• Your goal:
Reproduce every line that appears below, precisely and completely.
::: Records provided
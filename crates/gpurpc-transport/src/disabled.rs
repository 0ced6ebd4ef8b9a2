use crate::channel::{Port, ServerView, Transport};

/// Transport selected when the bridge is switched off.
///
/// Channels need no memory, no device program is ever wired up, and no
/// request is ever pending, so every bridge operation is a no-op success.
#[derive(Debug, Default, Clone, Copy)]
pub struct DisabledTransport;

impl Transport for DisabledTransport {
    fn name(&self) -> &'static str {
        "disabled"
    }

    fn client_symbol(&self) -> Option<&'static str> {
        None
    }

    fn allocation_size(&self, _lane_size: u32, _port_count: u32) -> usize {
        0
    }

    fn reset(&self, _view: &ServerView) {}

    fn try_open<'a>(&'a self, _view: &'a ServerView, _lane_size: u32) -> Option<Box<dyn Port + 'a>> {
        None
    }
}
::::::
• Completed task:
filename crates/gpurpc-transport/src/disabled.rs
repository 0ced6ebd4ef8b9a2
use crate::channel::{Port, ServerView, Transport};

/// Transport selected when the bridge is switched off.
///
/// Channels need no memory, no device program is ever wired up, and no
/// request is ever pending, so every bridge operation is a no-op success.
#[derive(Debug, Default, Clone, Copy)]
pub struct DisabledTransport;

impl Transport for DisabledTransport {
    fn name(&self) -> &'static str {
        "disabled"
    }

    fn client_symbol(&self) -> Option<&'static str> {
        None
    }

    fn allocation_size(&self, _lane_size: u32, _port_count: u32) -> usize {
        0
    }

    fn reset(&self, _view: &ServerView) {}

    fn try_open<'a>(&'a self, _view: &'a ServerView, _lane_size: u32) -> Option<Box<dyn Port + 'a>> {
        None
    }
}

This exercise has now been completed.